Part of the point of the token for pre-parsed small integers was that they were small and simple numbers. So the answer for %1000 and $C8 would have been "those get parsed".

On further thinking, I believe that tomxp411 is possibly right about not really being able to recover the string entered for a floating point literal in all cases, even if giving a width and decimal place and rounding trim. In any event, I would want to do much more experimentation or research or both than I have time for in order to see.
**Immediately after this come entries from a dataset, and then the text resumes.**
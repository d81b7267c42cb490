use super::error::HudError;
use super::group::{stepped_scale, OverlayGroup};
use super::layout::measure_group;
use crate::geometry::{clamp_to_viewport, Rectangle, Viewport};
use crate::host::Host;
use crate::keystroke::{InputId, Widget};
use crate::placement::find_placement;
use crate::save::{OverlayStore, Saveable};
use crate::settings::HudSettings;

/// Most overlays that may exist at once (the default one included).
pub const MAX_OVERLAYS: usize = 5;

/// Outcome of reading the store at startup.
#[derive(Debug, Default, Clone, PartialEq, Eq)]
pub struct LoadReport {
    pub loaded: usize,
    /// Record ids that could not be read and were removed from the store
    pub discarded: Vec<String>,
}

/// Owns every live overlay and keeps the store in step with them.
///
/// Groups are kept in registration order, which is also the order used for
/// hit testing and drawing. Exactly one non-custom group exists once
/// [`OverlayRegistry::ensure_default`] has run.
pub struct OverlayRegistry {
    groups: Vec<OverlayGroup>,
    store: Box<dyn OverlayStore>,
    host: Host,
}

impl OverlayRegistry {
    pub fn new(store: impl OverlayStore + 'static, host: Host) -> Self {
        OverlayRegistry {
            groups: Vec::new(),
            store: Box::new(store),
            host,
        }
    }

    pub fn host(&self) -> &Host {
        &self.host
    }

    pub fn store(&self) -> &dyn OverlayStore {
        self.store.as_ref()
    }

    pub fn viewport(&self) -> Viewport {
        self.host.viewport.current_size()
    }

    pub fn groups(&self) -> &[OverlayGroup] {
        &self.groups
    }

    pub fn len(&self) -> usize {
        self.groups.len()
    }

    pub fn is_empty(&self) -> bool {
        self.groups.is_empty()
    }

    /// Looks a group up by name, ignoring case.
    pub fn get(&self, name: &str) -> Option<&OverlayGroup> {
        self.groups.iter().find(|group| group.name_matches(name))
    }

    pub fn get_mut(&mut self, name: &str) -> Option<&mut OverlayGroup> {
        self.groups.iter_mut().find(|group| group.name_matches(name))
    }

    /// First group matching `predicate`, in registration order.
    pub fn find(&self, predicate: impl Fn(&OverlayGroup) -> bool) -> Option<&OverlayGroup> {
        self.groups.iter().find(|group| predicate(group))
    }

    /// The group a widget was registered in.
    pub fn owner_of(&self, widget: &Widget) -> Option<&OverlayGroup> {
        widget.owner().and_then(|name| self.get(name))
    }

    /// Reads every stored group. Unreadable records are deleted and skipped.
    pub fn load_all(&mut self) -> LoadReport {
        let mut report = LoadReport::default();

        let ids = match self.store.list() {
            Ok(ids) => ids,
            Err(err) => {
                tracing::warn!("Could not list stored overlays: {}", err);
                return report;
            }
        };

        for id in ids {
            let group = self
                .store
                .read(&id)
                .and_then(|bytes| OverlayGroup::from_save_bytes(&bytes));

            match group {
                Ok(group) => match self.register(group) {
                    Ok(_) => report.loaded += 1,
                    Err(err) => tracing::warn!("Skipping stored overlay '{}': {}", id, err),
                },
                Err(err) => {
                    tracing::warn!("Discarding unreadable overlay '{}': {}", id, err);
                    self.store.delete(&id);
                    report.discarded.push(id);
                }
            }
        }

        tracing::info!(
            "Loaded {} overlays ({} discarded)",
            report.loaded,
            report.discarded.len()
        );
        report
    }

    /// Loads the store and makes sure the default group exists.
    pub fn initialize(&mut self) -> LoadReport {
        let report = self.load_all();
        self.ensure_default();
        report
    }

    pub fn default_group(&self) -> Option<&OverlayGroup> {
        self.groups.iter().find(|group| !group.is_custom())
    }

    /// Returns the default group, creating it first if needed.
    pub fn ensure_default(&mut self) -> &OverlayGroup {
        let index = match self.groups.iter().position(|group| !group.is_custom()) {
            Some(index) => index,
            None => {
                tracing::debug!("Creating the default overlay");
                let mut group = OverlayGroup::default_layout();
                group.assign_owner();
                self.groups.push(group);
                self.groups.len() - 1
            }
        };
        &self.groups[index]
    }

    /// Adds a group and points its widgets back at it.
    ///
    /// Names are unique ignoring case, and only one non-custom group may
    /// exist.
    pub fn register(&mut self, mut group: OverlayGroup) -> Result<&OverlayGroup, HudError> {
        let clashes = self.get(group.name()).is_some()
            || (!group.is_custom() && self.default_group().is_some());
        if clashes {
            return Err(HudError::DuplicateName(group.name().to_string()));
        }

        group.assign_owner();
        self.groups.push(group);
        Ok(&self.groups[self.groups.len() - 1])
    }

    /// Creates a one-key custom group for `input` at the first free spot.
    ///
    /// Nothing changes when the overlay limit is reached, the input is
    /// already shown somewhere, or no free spot exists.
    pub fn create_from_binding(&mut self, input: InputId) -> Result<&OverlayGroup, HudError> {
        if self.groups.len() >= MAX_OVERLAYS {
            return Err(HudError::OverlayLimitReached(MAX_OVERLAYS));
        }
        if self.is_input_busy(&input) {
            return Err(HudError::InputBusy(input));
        }

        let mut group =
            OverlayGroup::for_binding(input, self.host.inputs.as_ref(), self.host.text.as_ref());

        let existing: Vec<Rectangle> = self.groups.iter().map(OverlayGroup::rectangle).collect();
        let placed = find_placement(group.rectangle(), &existing, self.viewport())
            .ok_or(HudError::PlacementExhausted)?;

        group.set_rectangle(placed);
        group.remember_position();
        tracing::info!("Created overlay '{}' at ({}, {})", group.name(), placed.x, placed.y);

        self.register(group)
    }

    /// Removes a group from the live set and the store.
    ///
    /// The default group is never deleted; returns whether anything was
    /// removed.
    pub fn delete(&mut self, name: &str) -> bool {
        let Some(index) = self.groups.iter().position(|group| group.name_matches(name)) else {
            return false;
        };

        if !self.groups[index].is_custom() {
            tracing::debug!("Refusing to delete the default overlay");
            return false;
        }

        let group = self.groups.remove(index);
        self.store.delete(&group.record_id());
        tracing::info!("Deleted overlay '{}'", group.name());
        true
    }

    /// Writes one group to the store.
    ///
    /// A failed write leaves the in-memory group untouched; the next save
    /// tries again.
    pub fn save(&mut self, name: &str) -> Result<(), HudError> {
        let group = self
            .groups
            .iter()
            .find(|group| group.name_matches(name))
            .ok_or_else(|| HudError::UnknownOverlay(name.to_string()))?;

        let id = group.record_id();
        let written = group
            .to_save_bytes()
            .and_then(|bytes| self.store.write(&id, &bytes));

        written.map_err(|source| {
            tracing::error!("Failed to save overlay '{}': {}", id, source);
            HudError::PersistenceWriteFailed {
                name: name.to_string(),
                source,
            }
        })
    }

    /// Saves every group, returning the failures.
    pub fn save_all(&mut self) -> Vec<HudError> {
        let names: Vec<String> = self.groups.iter().map(|g| g.name().to_string()).collect();

        names
            .iter()
            .filter_map(|name| self.save(name).err())
            .collect()
    }

    /// Whether any widget of any group is bound to `input`.
    pub fn is_input_busy(&self, input: &InputId) -> bool {
        self.groups.iter().any(|group| group.has_binding(input))
    }

    /// First group whose rectangle contains the point.
    pub fn group_at(&self, x: i32, y: i32) -> Option<&OverlayGroup> {
        self.groups.iter().find(|group| group.rectangle().contains(x, y))
    }

    /// Resizes every group to its widgets and pushes it back on screen.
    pub fn refresh_layouts(&mut self, settings: &HudSettings) {
        let viewport = self.viewport();

        for group in &mut self.groups {
            let layout = measure_group(group, settings);
            let sized = Rectangle {
                width: layout.width,
                height: layout.height,
                ..group.rectangle()
            };
            group.set_rectangle(clamp_to_viewport(&sized, viewport));
        }
    }

    /// Moves a group's scale one scroll step; `false` if it would leave the
    /// allowed range (or the group doesn't exist).
    pub fn rescale(&mut self, name: &str, delta: f64) -> bool {
        let Some(group) = self.groups.iter_mut().find(|group| group.name_matches(name)) else {
            return false;
        };
        let Some(scale) = stepped_scale(group.scale(), delta) else {
            return false;
        };

        group.apply_scale(scale, self.host.inputs.as_ref(), self.host.text.as_ref());
        true
    }
}
//! Keystroke HUD
//!
//! Tracks key and mouse presses and shows them as movable overlay groups of
//! keystroke widgets, with a clicks-per-second readout on the mouse buttons.
//!
//! # Architecture
//!
//! - `geometry` / `placement`: Rectangles, viewport clamping and the free-slot scan
//! - `click_rate`: Sliding one-second click window
//! - `keystroke`: Widgets, sections and rows
//! - `hud`: Overlay groups, the registry, layout and the drag/scroll controller
//! - `save`: Overlay records and stores
//! - `host`: Services borrowed from the host (viewport, text metrics, input names)
//! - `app` / `input_system`: Frame driver and host-neutral input actions
//! - `render`: SDL2 drawing (feature `sdl`)

pub mod app;
pub mod click_rate;
pub mod geometry;
pub mod host;
pub mod hud;
pub mod input_system;
pub mod keystroke;
pub mod logging;
pub mod placement;
#[cfg(feature = "sdl")]
pub mod render;
pub mod save;
pub mod settings;
pub mod text;
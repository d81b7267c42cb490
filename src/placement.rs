//! Free-slot search for new overlays
//!
//! New overlays are dropped onto the screen by a greedy grid scan: start at
//! the top-left inset corner, walk right in 10px steps, wrap down 20px when
//! the right inset is reached, and stop at the first scan point that no
//! existing overlay contains.
//!
//! Only the scan *point* is tested, not the whole candidate rectangle, so a
//! small overlay may be placed directly beside (or partly over) a larger one.
//! With at most five overlays on screen this is good enough; it is not a
//! bin-packing solver.

use crate::geometry::{contains, Rectangle, Viewport, VIEWPORT_INSET};

/// Horizontal distance between scan points.
pub const SCAN_STEP_X: i32 = 10;

/// Vertical distance between scan lines.
pub const SCAN_STEP_Y: i32 = 20;

/// Finds a position for an overlay of the given size.
///
/// `desired` supplies the size (its position is ignored). Returns the
/// rectangle moved to the first free scan point, or `None` once the scan has
/// run past the bottom of the viewport.
///
/// # Example
///
/// ```rust
/// use keystroke_hud::geometry::{Rectangle, Viewport};
/// use keystroke_hud::placement::find_placement;
///
/// let existing = [Rectangle::new(5, 5, 75, 78)];
/// let placed = find_placement(Rectangle::new(0, 0, 25, 25), &existing, Viewport::new(800, 600));
/// assert_eq!(placed, Some(Rectangle::new(85, 5, 25, 25)));
/// ```
pub fn find_placement(
    desired: Rectangle,
    existing: &[Rectangle],
    viewport: Viewport,
) -> Option<Rectangle> {
    let occupied = |x: i32, y: i32| existing.iter().any(|rect| contains(rect, x, y));

    let mut current_x = VIEWPORT_INSET;
    let mut current_y = VIEWPORT_INSET;

    while occupied(current_x, current_y) {
        current_x += SCAN_STEP_X;

        // Reached the right inset: start the next scan line
        if current_x >= viewport.max_x() {
            current_y += SCAN_STEP_Y;
            current_x = VIEWPORT_INSET;
        }

        if current_y >= viewport.height {
            return None;
        }
    }

    Some(desired.at(current_x, current_y))
}

#[cfg(test)]
mod tests {
    use super::*;

    #[test]
    fn test_empty_screen_uses_top_left_inset() {
        let placed = find_placement(Rectangle::new(0, 0, 25, 25), &[], Viewport::new(800, 600));
        assert_eq!(placed, Some(Rectangle::new(5, 5, 25, 25)));
    }

    #[test]
    fn test_steps_right_past_existing_overlay() {
        let existing = [Rectangle::new(5, 5, 75, 78)];
        let placed = find_placement(Rectangle::new(0, 0, 25, 25), &existing, Viewport::new(800, 600));
        assert_eq!(placed, Some(Rectangle::new(85, 5, 25, 25)));
    }

    #[test]
    fn test_wraps_to_next_line() {
        let viewport = Viewport::new(200, 600);
        // Covers the whole first scan line
        let existing = [Rectangle::new(0, 0, 200, 20)];

        let placed = find_placement(Rectangle::new(0, 0, 25, 25), &existing, viewport);
        assert_eq!(placed, Some(Rectangle::new(5, 25, 25, 25)));
    }

    #[test]
    fn test_saturated_viewport_is_not_found() {
        let viewport = Viewport::new(160, 100);
        let existing = [
            Rectangle::new(0, 0, 80, 50),
            Rectangle::new(80, 0, 80, 50),
            Rectangle::new(0, 50, 80, 50),
            Rectangle::new(80, 50, 80, 50),
            Rectangle::new(40, 25, 80, 50),
        ];

        assert_eq!(find_placement(Rectangle::new(0, 0, 25, 25), &existing, viewport), None);
    }

    #[test]
    fn test_result_point_never_inside_existing() {
        let viewport = Viewport::new(400, 300);
        let existing = [
            Rectangle::new(5, 5, 75, 98),
            Rectangle::new(85, 5, 40, 27),
            Rectangle::new(125, 5, 60, 60),
            Rectangle::new(185, 0, 300, 45),
        ];

        let placed = find_placement(Rectangle::new(0, 0, 25, 25), &existing, viewport)
            .expect("slot should exist");
        for rect in &existing {
            assert!(!contains(rect, placed.x, placed.y));
        }
    }

    #[test]
    fn test_unmeasured_overlays_never_block() {
        let existing = [Rectangle::new(5, 5, 75, -1)];
        let placed = find_placement(Rectangle::new(0, 0, 25, 25), &existing, Viewport::new(800, 600));
        assert_eq!(placed, Some(Rectangle::new(5, 5, 25, 25)));
    }
}
use super::error::HudError;
use super::registry::OverlayRegistry;
use crate::geometry::{clamp_to_viewport, would_exit_viewport};

/// What the pointer is doing to the overlays.
#[derive(Debug, Clone, PartialEq, Eq, Default)]
pub enum InteractionState {
    #[default]
    Idle,
    /// The named group follows the pointer
    Dragging { group: String },
}

/// Drag, scroll and close handling for the layout editor.
///
/// The controller only remembers which group is being dragged; the registry
/// stays the owner of every group and is passed into each call.
#[derive(Debug, Default)]
pub struct InteractionController {
    state: InteractionState,
}

impl InteractionController {
    pub fn new() -> Self {
        Self::default()
    }

    pub fn state(&self) -> &InteractionState {
        &self.state
    }

    /// Name of the group being dragged, if any.
    pub fn dragged(&self) -> Option<&str> {
        match &self.state {
            InteractionState::Dragging { group } => Some(group),
            InteractionState::Idle => None,
        }
    }

    /// Primary button pressed: start dragging the group under the pointer.
    ///
    /// Returns whether a drag started.
    pub fn pointer_down(&mut self, registry: &mut OverlayRegistry, x: i32, y: i32) -> bool {
        self.pointer_up(registry);

        let Some(name) = registry.group_at(x, y).map(|group| group.name().to_string()) else {
            return false;
        };

        if let Some(group) = registry.get_mut(&name) {
            group.set_dragging(true);
        }
        tracing::debug!("Dragging overlay '{}'", name);
        self.state = InteractionState::Dragging { group: name };
        true
    }

    /// Pointer moved by `(dx, dy)` while the primary button is held.
    ///
    /// A move that would cross the screen inset is not applied; the group
    /// snaps back to its last good position instead, kept on screen.
    pub fn pointer_moved(&mut self, registry: &mut OverlayRegistry, dx: i32, dy: i32) {
        let InteractionState::Dragging { group: name } = &self.state else {
            return;
        };

        let viewport = registry.viewport();
        let Some(group) = registry.get_mut(name) else {
            self.state = InteractionState::Idle;
            return;
        };

        let rect = group.rectangle();
        let (proposed_x, proposed_y) = (rect.x + dx, rect.y + dy);

        if would_exit_viewport(&rect, proposed_x, proposed_y, viewport) {
            let (last_x, last_y) = group.last_good_position();
            group.set_rectangle(clamp_to_viewport(&rect.at(last_x, last_y), viewport));
        } else {
            group.move_to(proposed_x, proposed_y);
            group.remember_position();
        }
    }

    /// Primary button released: the drag ends where it is.
    pub fn pointer_up(&mut self, registry: &mut OverlayRegistry) {
        if let InteractionState::Dragging { group } = std::mem::take(&mut self.state) {
            if let Some(group) = registry.get_mut(&group) {
                group.set_dragging(false);
            }
        }
    }

    /// Scroll over the screen: rescale the dragged group, or the group under
    /// the pointer when idle.
    ///
    /// Returns whether a scale changed.
    pub fn scroll(&mut self, registry: &mut OverlayRegistry, x: i32, y: i32, delta: f64) -> bool {
        let target = match &self.state {
            InteractionState::Dragging { group } => Some(group.clone()),
            InteractionState::Idle => registry.group_at(x, y).map(|group| group.name().to_string()),
        };

        match target {
            Some(name) => registry.rescale(&name, delta),
            None => false,
        }
    }

    /// Editor closed: end any drag and save every group.
    pub fn close(&mut self, registry: &mut OverlayRegistry) -> Vec<HudError> {
        self.pointer_up(registry);
        registry.save_all()
    }
}
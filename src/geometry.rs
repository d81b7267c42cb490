/// Screen geometry for overlay placement
///
/// This module provides the rectangle type shared by every overlay and the
/// pure functions that keep overlays inside the visible screen area.
///
/// # Architecture
///
/// - `Rectangle`: Integer screen-space rectangle (top-left corner + size)
/// - `Viewport`: Current screen dimensions
/// - Free functions: Point containment, viewport clamping, drag bounds checks
///
/// All functions are stateless and O(1). Overlays must stay `VIEWPORT_INSET`
/// pixels away from every screen edge.
use serde::{Deserialize, Serialize};

/// Distance in pixels every overlay keeps from the screen edges.
pub const VIEWPORT_INSET: i32 = 5;

/// An axis-aligned rectangle in screen pixels.
///
/// A negative width or height marks a rectangle that has not been measured
/// yet. Such a rectangle contains no points.
#[derive(Debug, Clone, Copy, PartialEq, Eq, Serialize, Deserialize)]
pub struct Rectangle {
    pub x: i32,
    pub y: i32,
    pub width: i32,
    pub height: i32,
}

impl Rectangle {
    pub fn new(x: i32, y: i32, width: i32, height: i32) -> Self {
        Rectangle { x, y, width, height }
    }

    /// Returns a copy of this rectangle with its top-left corner at `(x, y)`.
    pub fn at(&self, x: i32, y: i32) -> Self {
        Rectangle { x, y, ..*self }
    }

    /// Right edge (exclusive).
    pub fn right(&self) -> i32 {
        self.x + self.width
    }

    /// Bottom edge (exclusive).
    pub fn bottom(&self) -> i32 {
        self.y + self.height
    }

    /// Whether both dimensions are non-negative.
    pub fn is_measured(&self) -> bool {
        self.width >= 0 && self.height >= 0
    }

    pub fn contains(&self, px: i32, py: i32) -> bool {
        contains(self, px, py)
    }
}

/// The current screen size in pixels.
#[derive(Debug, Clone, Copy, PartialEq, Eq)]
pub struct Viewport {
    pub width: i32,
    pub height: i32,
}

impl Viewport {
    pub fn new(width: i32, height: i32) -> Self {
        Viewport { width, height }
    }

    /// Largest allowed right edge for an overlay.
    pub fn max_x(&self) -> i32 {
        self.width - VIEWPORT_INSET
    }

    /// Largest allowed bottom edge for an overlay.
    pub fn max_y(&self) -> i32 {
        self.height - VIEWPORT_INSET
    }

    /// Whether `rect` lies fully inside the inset area of this viewport.
    pub fn fits(&self, rect: &Rectangle) -> bool {
        rect.x >= VIEWPORT_INSET
            && rect.y >= VIEWPORT_INSET
            && rect.right() <= self.max_x()
            && rect.bottom() <= self.max_y()
    }
}

/// Checks if a point lies inside a rectangle.
///
/// The left and top edges are inclusive, the right and bottom edges are
/// exclusive, so two rectangles sharing an edge never both claim a point.
/// Unmeasured rectangles (negative width or height) contain nothing.
///
/// # Example
///
/// ```rust
/// use keystroke_hud::geometry::{contains, Rectangle};
///
/// let hud = Rectangle::new(5, 5, 75, 78);
/// assert!(contains(&hud, 5, 5));
/// assert!(!contains(&hud, 80, 5));
/// ```
pub fn contains(rect: &Rectangle, px: i32, py: i32) -> bool {
    if !rect.is_measured() {
        return false;
    }

    px >= rect.x && py >= rect.y && px < rect.right() && py < rect.bottom()
}

/// Pushes a rectangle back inside the inset area of the viewport.
///
/// Only the position changes; width and height are preserved. The left/top
/// inset is applied first, then the right/bottom one, so a rectangle larger
/// than the viewport ends up pinned to the right/bottom inset.
pub fn clamp_to_viewport(rect: &Rectangle, viewport: Viewport) -> Rectangle {
    let mut clamped = *rect;

    if clamped.x < VIEWPORT_INSET {
        clamped.x = VIEWPORT_INSET;
    }
    if clamped.y < VIEWPORT_INSET {
        clamped.y = VIEWPORT_INSET;
    }
    if clamped.right() > viewport.max_x() {
        clamped.x = viewport.max_x() - clamped.width;
    }
    if clamped.bottom() > viewport.max_y() {
        clamped.y = viewport.max_y() - clamped.height;
    }

    clamped
}

/// Checks whether moving `rect`'s corner to `(proposed_x, proposed_y)` would
/// push any edge past the viewport inset.
pub fn would_exit_viewport(
    rect: &Rectangle,
    proposed_x: i32,
    proposed_y: i32,
    viewport: Viewport,
) -> bool {
    !viewport.fits(&rect.at(proposed_x, proposed_y))
}
//! Request ids for queued repository work
//!
//! A job runs on the repository worker, not on the task that submitted it.
//! Its `RequestId` is what ties the caller's handle, the job's log events
//! and any error it returns back together.

use serde::{Deserialize, Serialize};
use uuid::Uuid;

/// Identifier of one submitted operation
///
/// Fresh ids are UUIDv7, so they sort in creation order.
#[derive(Debug, Clone, PartialEq, Eq, PartialOrd, Ord, Hash, Serialize, Deserialize)]
#[serde(transparent)]
pub struct RequestId(String);

impl RequestId {
    pub fn new() -> Self {
        Self(Uuid::now_v7().to_string())
    }

    pub fn as_str(&self) -> &str {
        &self.0
    }

    /// Wrap an id minted elsewhere (logs, tests)
    pub fn from_string(s: String) -> Self {
        Self(s)
    }
}

impl Default for RequestId {
    fn default() -> Self {
        Self::new()
    }
}

impl From<&str> for RequestId {
    fn from(s: &str) -> Self {
        Self(s.to_string())
    }
}

impl std::fmt::Display for RequestId {
    fn fmt(&self, f: &mut std::fmt::Formatter<'_>) -> std::fmt::Result {
        f.write_str(&self.0)
    }
}
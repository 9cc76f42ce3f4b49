//! Create command
//!
//! Usage: userbook create --first-name <NAME> --last-name <NAME> --age <AGE> [--email <EMAIL>] [--avatar <FILE>]

use super::open_repository;
use clap::Args;
use std::path::{Path, PathBuf};
use userbook_core::errors::ExError;
use userbook_core::rules::UserForm;

#[derive(Debug, Args)]
pub struct CreateArgs {
    #[arg(long)]
    pub first_name: String,

    #[arg(long)]
    pub last_name: String,

    /// Whole years; validated, so non-numeric input is rejected
    #[arg(long)]
    pub age: String,

    #[arg(long)]
    pub email: Option<String>,

    /// Image file stored as the user's avatar
    #[arg(long)]
    pub avatar: Option<PathBuf>,
}

pub async fn execute(args: CreateArgs, db: &Path) -> Result<(), Box<dyn std::error::Error>> {
    let mut form = UserForm::new(args.first_name, args.last_name, args.age);
    form.email = args.email;
    let mut fields = form
        .validate()
        .map_err(ExError::from)?
        .with_created_at(chrono::Utc::now().timestamp_millis());

    if let Some(avatar_path) = args.avatar {
        fields = fields.with_avatar(std::fs::read(&avatar_path)?);
    }

    let repo = open_repository(db)?;
    let id = repo.insert(fields).await?;
    println!("Created user {}", id);

    Ok(())
}
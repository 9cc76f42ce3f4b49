//! Interactive shell
//!
//! Reads one command per line from stdin while following the full user
//! list. The list is printed under `Results:` on start and again after
//! every change.
//!
//! Commands:
//!   add <first> <last> <age> [email]
//!   update <id> <first> <last> <age> [email]
//!   delete <id>
//!   show <id>
//!   adults
//!   help
//!   quit

use super::{open_repository, print_users};
use std::path::Path;
use tokio::io::{AsyncBufReadExt, BufReader};
use userbook_core::errors::{ExError, UserbookError};
use userbook_core::model::User;
use userbook_core::rules::{parse_id, UserForm};
use userbook_engine::{Subscription, UserRepository};

const HELP: &str = "\
Commands:
  add <first> <last> <age> [email]
  update <id> <first> <last> <age> [email]
  delete <id>
  show <id>
  adults
  help
  quit";

pub async fn execute(db: &Path) -> Result<(), Box<dyn std::error::Error>> {
    let repo = open_repository(db)?;
    let mut results = repo.observe_all();

    if let Some(initial) = results.recv().await {
        print_results(&initial);
    }

    let mut lines = BufReader::new(tokio::io::stdin()).lines();
    while let Some(line) = lines.next_line().await? {
        let words: Vec<&str> = line.split_whitespace().collect();
        match words.as_slice() {
            [] => continue,
            ["quit"] | ["exit"] => break,
            ["help"] => println!("{}", HELP),
            command => {
                if let Err(e) = dispatch(&repo, command).await {
                    eprintln!("Error: {}", e);
                }
            }
        }
        drain(&mut results);
    }

    Ok(())
}

async fn dispatch(repo: &UserRepository, command: &[&str]) -> Result<(), ExError> {
    match command {
        ["add", first, last, age, rest @ ..] => {
            let fields = form(first, last, age, rest)
                .validate()?
                .with_created_at(chrono::Utc::now().timestamp_millis());
            let id = repo.insert(fields).await?;
            println!("Created user {}", id);
        }
        ["update", id, first, last, age, rest @ ..] => {
            let id = parse_id(id)?;
            let existing = repo
                .get_by_id(id)
                .await?
                .ok_or_else(|| ExError::from(UserbookError::UserNotFound { user_id: id }).with_op("update"))?;
            let updated = form(first, last, age, rest).apply_to(&existing)?;
            if !repo.update(updated).await? {
                return Err(ExError::from(UserbookError::UserNotFound { user_id: id }).with_op("update"));
            }
            println!("Updated user {}", id);
        }
        ["delete", id] => {
            let id = parse_id(id)?;
            if !repo.delete(id).await? {
                return Err(ExError::from(UserbookError::UserNotFound { user_id: id }).with_op("delete"));
            }
            println!("Deleted user {}", id);
        }
        ["show", id] => {
            let id = parse_id(id)?;
            let user = repo
                .get_by_id(id)
                .await?
                .ok_or_else(|| ExError::from(UserbookError::UserNotFound { user_id: id }).with_op("show"))?;
            println!("{}", user);
        }
        ["adults"] => print_users(&repo.get_adults().await?),
        other => {
            println!("Unknown command '{}'. Type 'help' for the command list.", other.join(" "));
        }
    }
    Ok(())
}

fn form(first: &str, last: &str, age: &str, rest: &[&str]) -> UserForm {
    let mut form = UserForm::new(first, last, age);
    form.email = rest.first().map(|email| email.to_string());
    form
}

/// Snapshots are published before a mutation replies, so they are buffered
/// by the time the command returns.
fn drain(results: &mut Subscription<Vec<User>>) {
    while let Some(users) = results.try_recv() {
        print_results(&users);
    }
}

fn print_results(users: &[User]) {
    println!("Results:");
    print_users(users);
}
However, I said that this would be orthogonal to the issue of an "outer" integer parsing loop, and if these integers are to be normalized into floating point values, my proposal has one flaw. The sign is distinct from the mantissa in a floating point value (IIUC, in the FAC and ARG it is stored in the high bit of the byte past the end of the mantissa, and only in the memory storage format does it replace the leading 1 which is always bit 32 of a properly normalized mantissa). So in this proposal, there should be a sign bit in the descriptor. It may as well be bit 7 if there is no certainty of a need to distinguish float and integer descriptors:

$FE $FF [descriptor] [data0] ...

[descriptor] = %s.......

Data width may as well be the low two bits ... even if it is not intended to generate 24bit integers, those two bits index to how far from the first data byte to the last one ...

[descriptor] = %s.....ww

Two bits serve for base. If the high bit is zero, the base is 10, if the high bit is 1, the base is either 2 or 16, depending on the low bit (this is only used in printing, so mingling width and output types :

[descriptor] = %s...bbww

Finally, as a space saving measure, there are two "format" bits to specify if there was a space before or after the number, either of which is removed by parsing:

[descriptor] = %s.ffbbww

... and I would specify bit 7 as the "type" field for "float/integer" reserving the future possibility that a floating point descriptor system might be sorted out sometime in the future. That makes the format:

$FE $FF [descriptor] [data0] {[...] [data+ww]}
[descriptor] = %stffbbww
s = sign of the integer (data stored the absolute value as an unsigned int
t = 0 for integer
ff = 1x for a leading space, 0x for none, x1 for a trailing space, x0 for none.
bb = base ID, 00=decimal, 10=binary, 11=hexadecimal
ww = width, 00=byte, 01=16bit, 11=32bit

from x16-rom.

About the float as string, you can enter a float in many format but when the system displays it, it will use a default representation. Is that so important that we need to have the original entered version in the LIST ? I'm not sure.
But anyway, if that's important, then as previously suggested, we need to store the ascii and the pre-parsed number. The ascii only for the LIST and the pre-parsed for execution.
K.I.S.S.

from x16-rom.

About the float as string, you can enter a float in many format but when the system displays it, it will use a default representation. Is that so important that we need to have the original entered version in the LIST ? I'm not sure.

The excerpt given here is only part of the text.